5. If you look up during the Winnie the Pooh ride (at a very odd moment when I don't know why you would look up unless someone had instructed you to) you can see in the shadows the three unmistakable heads of Buff, Max and Melvin--mounted buffalo, deer and moose from "The Country Bear Jamboree" show, former tenants of Winnie's home.
And here are a few more I turned up on the internet, by which I intend a disclaimer in the sense that Robyn might read this and comment "What you talkin' 'bout, fool?"
1. This one blows my mind--can it be true? There's a basketball court (!) in the hollow space at the top of the Matterhorn which is part of an employee break room (!!)
2. Many, many feral cats that come from who-knows-where roam the park after the guests leave at night.
3. A plumber's strike on opening day in 1955 meant Walt had to choose between drinking fountains and bathrooms. He chose the latter because "People can buy Pepsi-Cola, but they can't pee in the street."
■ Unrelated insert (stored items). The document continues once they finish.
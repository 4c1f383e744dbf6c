//! PostgreSQL request store.

use async_trait::async_trait;
use buildchain_core::{
    BuildRequest, JobId, RequestId, RequestKey, RequestOrigin, RequestState, SourceRevision,
};
use chrono::{DateTime, Utc};
use sqlx::PgPool;
use std::collections::BTreeSet;
use tracing::debug;

use crate::{RequestStore, StoreError, StoreResult};

/// A build request row.
#[derive(Debug, Clone, sqlx::FromRow)]
pub struct BuildRequestRecord {
    pub id: uuid::Uuid,
    pub job_id: String,
    pub revision: String,
    pub origin: serde_json::Value,
    pub state: String,
    pub cancelled_by: Option<String>,
    pub waiting_on: Vec<String>,
    pub requested_at: DateTime<Utc>,
    pub dispatched_at: Option<DateTime<Utc>>,
    pub finished_at: Option<DateTime<Utc>>,
    pub dispatch_error: Option<String>,
}

impl TryFrom<BuildRequestRecord> for BuildRequest {
    type Error = StoreError;

    fn try_from(record: BuildRequestRecord) -> Result<Self, Self::Error> {
        let state = RequestState::from_parts(&record.state, record.cancelled_by.as_deref())
            .ok_or_else(|| {
                StoreError::Corrupt(format!(
                    "build request {} has state '{}' (cancelled_by: {:?})",
                    record.id, record.state, record.cancelled_by
                ))
            })?;
        let origin: RequestOrigin = serde_json::from_value(record.origin)?;

        Ok(BuildRequest {
            id: RequestId::from_uuid(record.id),
            key: RequestKey::new(record.job_id, record.revision),
            origin,
            state,
            waiting_on: record.waiting_on.into_iter().map(JobId::from).collect(),
            requested_at: record.requested_at,
            dispatched_at: record.dispatched_at,
            finished_at: record.finished_at,
            dispatch_error: record.dispatch_error,
        })
    }
}

const LIVE_STATES: &str = "('pending', 'dispatched')";

/// Request store backed by PostgreSQL.
///
/// `put_if_absent` relies on the `(job_id, revision)` unique constraint and
/// terminal protection is enforced inside the `UPDATE`, so concurrent engines
/// sharing one database still see at most one record per pair.
pub struct PgRequestStore {
    pool: PgPool,
}

impl PgRequestStore {
    pub fn new(pool: PgPool) -> Self {
        Self { pool }
    }

    async fn fetch(&self, key: &RequestKey) -> StoreResult<Option<BuildRequestRecord>> {
        let record = sqlx::query_as::<_, BuildRequestRecord>(
            "SELECT * FROM build_requests WHERE job_id = $1 AND revision = $2",
        )
        .bind(key.job_id.as_str())
        .bind(key.revision.as_str())
        .fetch_optional(&self.pool)
        .await?;
        Ok(record)
    }

    /// Explain why a guarded update matched no row.
    async fn rejected(&self, key: &RequestKey) -> StoreError {
        match self.fetch(key).await {
            Ok(Some(record)) => match BuildRequest::try_from(record) {
                Ok(existing) => StoreError::StaleUpdate {
                    key: key.clone(),
                    state: existing.state,
                },
                Err(e) => e,
            },
            Ok(None) => StoreError::NotFound(format!("build request {}", key)),
            Err(e) => e,
        }
    }

    fn convert(records: Vec<BuildRequestRecord>) -> StoreResult<Vec<BuildRequest>> {
        records.into_iter().map(BuildRequest::try_from).collect()
    }
}

#[async_trait]
impl RequestStore for PgRequestStore {
    async fn get(&self, key: &RequestKey) -> StoreResult<Option<BuildRequest>> {
        self.fetch(key)
            .await?
            .map(BuildRequest::try_from)
            .transpose()
    }

    async fn put_if_absent(&self, request: &BuildRequest) -> StoreResult<bool> {
        let waiting_on: Vec<&str> = request.waiting_on.iter().map(JobId::as_str).collect();
        let result = sqlx::query(
            r#"
            INSERT INTO build_requests
                (id, job_id, revision, origin, state, cancelled_by, waiting_on,
                 requested_at, dispatched_at, finished_at, dispatch_error)
            VALUES ($1, $2, $3, $4, $5, $6, $7, $8, $9, $10, $11)
            ON CONFLICT (job_id, revision) DO NOTHING
            "#,
        )
        .bind(request.id.as_uuid())
        .bind(request.key.job_id.as_str())
        .bind(request.key.revision.as_str())
        .bind(serde_json::to_value(&request.origin)?)
        .bind(request.state.as_str())
        .bind(request.state.cancelled_by().map(JobId::as_str))
        .bind(&waiting_on)
        .bind(request.requested_at)
        .bind(request.dispatched_at)
        .bind(request.finished_at)
        .bind(request.dispatch_error.as_deref())
        .execute(&self.pool)
        .await?;

        let created = result.rows_affected() == 1;
        if !created {
            debug!(request = %request.key, "Build request already recorded");
        }
        Ok(created)
    }

    async fn update_state(
        &self,
        key: &RequestKey,
        state: RequestState,
    ) -> StoreResult<BuildRequest> {
        let record = sqlx::query_as::<_, BuildRequestRecord>(&format!(
            r#"
            UPDATE build_requests
            SET state = $3::text,
                cancelled_by = $4,
                dispatched_at = CASE
                    WHEN $3::text = 'dispatched' THEN NOW()
                    WHEN $3::text = 'pending' THEN NULL
                    ELSE dispatched_at END,
                finished_at = CASE
                    WHEN $3::text IN ('succeeded', 'failed', 'cancelled') THEN NOW()
                    ELSE finished_at END,
                waiting_on = CASE
                    WHEN $3::text IN ('succeeded', 'failed', 'cancelled') THEN '{{}}'
                    ELSE waiting_on END,
                dispatch_error = CASE
                    WHEN $3::text = 'dispatched' THEN NULL
                    ELSE dispatch_error END
            WHERE job_id = $1 AND revision = $2 AND state IN {LIVE_STATES}
              AND ($3::text <> 'dispatched' OR state = 'pending')
            RETURNING *
            "#
        ))
        .bind(key.job_id.as_str())
        .bind(key.revision.as_str())
        .bind(state.as_str())
        .bind(state.cancelled_by().map(JobId::as_str))
        .fetch_optional(&self.pool)
        .await?;

        match record {
            Some(record) => BuildRequest::try_from(record),
            None => Err(self.rejected(key).await),
        }
    }

    async fn mark_dispatch_failed(
        &self,
        key: &RequestKey,
        error: &str,
    ) -> StoreResult<BuildRequest> {
        let record = sqlx::query_as::<_, BuildRequestRecord>(
            r#"
            UPDATE build_requests
            SET state = 'pending', dispatched_at = NULL, dispatch_error = $3
            WHERE job_id = $1 AND revision = $2 AND state = 'dispatched'
            RETURNING *
            "#,
        )
        .bind(key.job_id.as_str())
        .bind(key.revision.as_str())
        .bind(error)
        .fetch_optional(&self.pool)
        .await?;

        match record {
            Some(record) => BuildRequest::try_from(record),
            None => Err(self.rejected(key).await),
        }
    }

    async fn set_waiting(
        &self,
        key: &RequestKey,
        waiting_on: &BTreeSet<JobId>,
    ) -> StoreResult<()> {
        let waiting_on: Vec<&str> = waiting_on.iter().map(JobId::as_str).collect();
        let result = sqlx::query(&format!(
            "UPDATE build_requests SET waiting_on = $3 \
             WHERE job_id = $1 AND revision = $2 AND state IN {LIVE_STATES}"
        ))
        .bind(key.job_id.as_str())
        .bind(key.revision.as_str())
        .bind(&waiting_on)
        .execute(&self.pool)
        .await?;

        if result.rows_affected() == 0 {
            return Err(self.rejected(key).await);
        }
        Ok(())
    }

    async fn list_pending(&self, revision: &SourceRevision) -> StoreResult<Vec<BuildRequest>> {
        let records = sqlx::query_as::<_, BuildRequestRecord>(&format!(
            "SELECT * FROM build_requests WHERE revision = $1 AND state IN {LIVE_STATES} \
             ORDER BY requested_at ASC"
        ))
        .bind(revision.as_str())
        .fetch_all(&self.pool)
        .await?;
        Self::convert(records)
    }

    async fn list_revision(&self, revision: &SourceRevision) -> StoreResult<Vec<BuildRequest>> {
        let records = sqlx::query_as::<_, BuildRequestRecord>(
            "SELECT * FROM build_requests WHERE revision = $1 ORDER BY requested_at ASC",
        )
        .bind(revision.as_str())
        .fetch_all(&self.pool)
        .await?;
        Self::convert(records)
    }

    async fn pending_revisions(&self) -> StoreResult<Vec<SourceRevision>> {
        let revisions: Vec<String> = sqlx::query_scalar(
            "SELECT DISTINCT revision FROM build_requests \
             WHERE state = 'pending' AND dispatch_error IS NULL ORDER BY revision",
        )
        .fetch_all(&self.pool)
        .await?;
        Ok(revisions.into_iter().map(SourceRevision::from).collect())
    }
}
//! Character-level scanning.
//!
//! The scanner works in a single pass with no backtracking. Each character
//! of the input is fed simultaneously to two small state machines: a
//! [`Word`](word::Word) accumulates the current token between delimiters,
//! and a [`Sentence`](sentence::Sentence) assembles one whole declaration,
//! tracking angle-bracket depth and double-quote state so nested or quoted
//! brackets do not end it early. [`DeclarationScanner`](scanner::DeclarationScanner)
//! drives both over a file's contents and yields completed declarations and
//! export markers in source order.

pub mod scanner;
pub mod sentence;
pub mod word;

pub use scanner::{DeclarationScanner, ScanError, ScanEvent};
pub use sentence::Sentence;
pub use word::Word;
4. When it opened in 1967, "The Pirates of the Caribbean" featured real skeletons obtained from UCLA Medical Center because the imagineers felt that the fake skeletons didn't look believable enough. They were later replaced (and buried.)
5. For some reason, so many women enjoy lifting their shirts for the souvenir photo cameras on Splash Mountain that there is a website dedicated to the results. I'll let you guess the name--I don't traffic in smut here. But I did follow up, and it's real (if not spectacular.)
Care to share your own fascinating factoids about Disney, Readers?